# [Task instructions]
Copy each line of the following data that contains "RetryConfig".

*** Extracted data Section Begins ***

//! Build script: stamps binaries with the git revision they were built from

use std::process::Command;

fn git_revision() -> Option<String> {
    let output = Command::new("git").args(["rev-parse", "--short", "HEAD"]).output().ok()?;
    if !output.status.success() {
        return None;
    }
    let hash = String::from_utf8_lossy(&output.stdout).trim().to_string();
    (!hash.is_empty()).then_some(hash)
}

fn main() {
    // Nodes are often flashed from a source tarball without .git
    let git_hash = git_revision().unwrap_or_else(|| "unknown".to_string());
    println!("cargo:rustc-env=GIT_HASH={git_hash}");

    println!("cargo:rerun-if-changed=.git/HEAD");
    println!("cargo:rerun-if-changed=.git/refs");
}
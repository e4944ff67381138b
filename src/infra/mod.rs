//! Infrastructure - configuration, errors, clocks and metrics
//!
//! This module contains infrastructure concerns:
//! - `config` - Application configuration (TOML loading, defaults)
//! - `error` - Error taxonomy (transmission and node errors)
//! - `clock` - Wall-clock abstraction for schedule decisions
//! - `metrics` - Lock-free node counters

pub mod clock;
pub mod config;
pub mod error;
pub mod metrics;

// Re-export commonly used types
pub use clock::{ManualClock, SystemClock, WallClock};
pub use config::Config;
pub use error::{NodeError, TransmissionError};
pub use metrics::Metrics;
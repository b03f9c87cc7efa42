//! Backoff schedule for retried storage steps.
//!
//! Only the arithmetic lives here. The loops that sleep between attempts sit
//! next to the operations they retry, since each decides for itself which
//! errors are transient.

use std::time::Duration;

use serde::{Deserialize, Serialize};

/// Exponential backoff with symmetric jitter.
#[derive(Clone, Debug, PartialEq, Serialize, Deserialize)]
#[serde(rename_all = "camelCase", default)]
pub struct RetryConfig {
    /// Retries after the first failed attempt.
    pub max_retries: u32,
    /// Delay before the first retry, in ms.
    pub base_delay_ms: u64,
    /// Ceiling on the un-jittered delay, in ms.
    pub max_delay_ms: u64,
    /// Fraction of the delay added or removed at random, `0.0..=1.0`.
    pub jitter_factor: f64,
}

impl Default for RetryConfig {
    fn default() -> Self {
        Self {
            max_retries: 5,
            base_delay_ms: 500,
            max_delay_ms: 30_000,
            jitter_factor: 0.2,
        }
    }
}

impl RetryConfig {
    /// Whether a step that has already been retried `attempt` times may go again.
    #[must_use]
    pub fn allows(&self, attempt: u32) -> bool {
        attempt < self.max_retries
    }

    /// `min(max_delay, base * 2^attempt)` before jitter.
    #[must_use]
    pub fn capped_delay_ms(&self, attempt: u32) -> u64 {
        self.base_delay_ms
            .saturating_mul(1u64 << attempt.min(31))
            .min(self.max_delay_ms)
    }

    /// Delay before retry number `attempt` (zero-based). `random` in
    /// `[0.0, 1.0)` maps onto `[-jitter, +jitter]` around the capped delay.
    #[must_use]
    #[allow(clippy::cast_precision_loss)]
    pub fn delay(&self, attempt: u32, random: f64) -> Duration {
        let jitter = 1.0 + (random.clamp(0.0, 1.0) * 2.0 - 1.0) * self.jitter_factor;
        let ms = (self.capped_delay_ms(attempt) as f64 * jitter).round().max(0.0);
        Duration::from_millis(ms as u64)
    }
}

*** Extracted data Section Ends ***

# [Solution to the problem]
pub struct RetryConfig {
impl Default for RetryConfig {
impl RetryConfig {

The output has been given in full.